Ahead of Detroit automakers’ first-quarter earnings reports this week, several analysts cited such issues, including inflation and parts disruptions, caused by the coronavirus pandemic and the war in Ukraine as concerns for the companies and the broader auto industry .

JPMorgan analyst Ryan Brinkman on Monday cut first-quarter estimates for both GM and Ford for the second time.

“Commodity prices have since stabilized but remain high and volatile, and suppliers are certainly demanding higher prices from both GM and Ford to offset an increasing array of non-commodity supply chain costs,” he said.

JPMorgan now expects GM’s first-quarter earnings per share to be $1.52, down $1.58 and below the $1.68 median of Refinitiv’s forecasts. It lowered its guidance for Ford to 41 cents a share from 52 cents a share, but slightly higher than Refinitiv’s expected 38 cents a share.

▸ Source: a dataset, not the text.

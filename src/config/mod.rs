mod r#impl;
mod structs;

pub use r#impl::{get_config, init_config};
pub use structs::*;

GM reports first-quarter results after the market close on Tuesday, followed by Ford on Wednesday.

Evercore ISI said in a note to investors last week that it expects Ford to trim its 2022 outlook due to the growing number of issues the company is facing. It cited, among other things, the company’s war-related supply chain problems in Europe and the increased cost of aluminum used in its best-selling F-Series pickups.

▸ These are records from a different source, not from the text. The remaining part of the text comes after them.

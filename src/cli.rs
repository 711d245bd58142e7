//! Command-line interface definitions using clap

use clap::{Parser, Subcommand};

use crate::config::DEFAULT_CONFIG_PATH;

/// linkshortener - short links on MongoDB or an embedded RocksDB
#[derive(Parser, Debug)]
#[command(name = "linkshortener")]
#[command(version)]
#[command(about = "A self-hosted URL shortener", long_about = None)]
pub struct Cli {
    /// Configuration file (TOML)
    #[arg(long, short = 'c', global = true, default_value = DEFAULT_CONFIG_PATH)]
    pub config: String,

    #[command(subcommand)]
    pub command: Commands,
}

#[derive(Subcommand, Debug)]
pub enum Commands {
    /// Create a short link for a URL
    Add {
        /// Target URL (http or https)
        url: String,

        /// Password protection
        #[arg(long)]
        password: Option<String>,

        /// Free-form note
        #[arg(long, default_value = "")]
        memo: String,

        /// Expiration time (RFC3339 or relative like "1d", "2h")
        #[arg(long)]
        expire: Option<String>,
    },

    /// Resolve a short hash to its target URL
    Get {
        hash: String,

        #[arg(long)]
        password: Option<String>,
    },

    /// Resolve a short hash and record the access
    Visit {
        hash: String,

        #[arg(long)]
        password: Option<String>,

        #[arg(long, default_value = "")]
        ip: String,

        #[arg(long, default_value = "")]
        user_agent: String,
    },

    /// Show access records of a link
    Stats {
        hash: String,

        /// Management token returned by `add`
        token: String,

        #[arg(long, default_value_t = 1)]
        page: u64,

        #[arg(long, default_value_t = 20)]
        size: u64,

        /// Output as JSON
        #[arg(long)]
        json: bool,
    },

    /// Soft-delete a short link
    Delete {
        hash: String,

        /// Management token returned by `add`
        token: String,
    },

    /// Check that the store answers reads and writes
    Ping,

    /// Manage configuration
    Config {
        #[command(subcommand)]
        action: ConfigCommands,
    },
}

#[derive(Subcommand, Debug)]
pub enum ConfigCommands {
    /// Generate example configuration file
    Generate {
        /// Output path (default: config.example.toml)
        output_path: Option<String>,

        /// Force overwrite without confirmation
        #[arg(long)]
        force: bool,
    },

    /// Print the effective configuration
    Show,
}

impl Commands {
    /// Commands that never touch the store.
    pub fn needs_store(&self) -> bool {
        !matches!(self, Commands::Config { .. })
    }
}

#[cfg(test)]
mod tests {
    use super::*;

    #[test]
    fn test_parse_add() {
        let cli = Cli::try_parse_from([
            "linkshortener",
            "add",
            "https://example.com",
            "--expire",
            "1d",
            "--password",
            "pw",
        ])
        .unwrap();
        assert_eq!(cli.config, DEFAULT_CONFIG_PATH);
        match cli.command {
            Commands::Add {
                url,
                password,
                expire,
                memo,
            } => {
                assert_eq!(url, "https://example.com");
                assert_eq!(password.as_deref(), Some("pw"));
                assert_eq!(expire.as_deref(), Some("1d"));
                assert!(memo.is_empty());
            }
            other => panic!("unexpected command {:?}", other),
        }
    }

    #[test]
    fn test_parse_stats_defaults_and_global_config() {
        let cli =
            Cli::try_parse_from(["linkshortener", "stats", "abc", "tok", "-c", "other.toml"])
                .unwrap();
        assert_eq!(cli.config, "other.toml");
        match cli.command {
            Commands::Stats { page, size, json, .. } => {
                assert_eq!((page, size, json), (1, 20, false));
            }
            other => panic!("unexpected command {:?}", other),
        }
    }

    #[test]
    fn test_config_commands_skip_store() {
        let cli = Cli::try_parse_from(["linkshortener", "config", "show"]).unwrap();
        assert!(!cli.command.needs_store());
        let cli = Cli::try_parse_from(["linkshortener", "delete", "abc", "tok"]).unwrap();
        assert!(cli.command.needs_store());
        let cli = Cli::try_parse_from(["linkshortener", "ping"]).unwrap();
        assert!(matches!(cli.command, Commands::Ping));
        assert!(cli.command.needs_store());
    }
}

Earlier in March, Ford reiterated its guidance for pretax profit of between $11.5 billion and $12.5 billion for the year. But supply chain issues have only gotten more complex since then, analysts said.

GM previously forecast 2022 pre-tax income of $13 billion to $15 billion, but Evercore ISI said it was “not entirely clear” whether the company would suffer “a small potential cut” to its top-end guidance. GM has far less exposure to Europe than Ford and other automakers, but it continues to face supply chain issues in China and North America.

BofA Securities analyst John Murphy said that in general, many auto companies’ initial projections are “now overly optimistic” given the litany of problems the auto industry is facing.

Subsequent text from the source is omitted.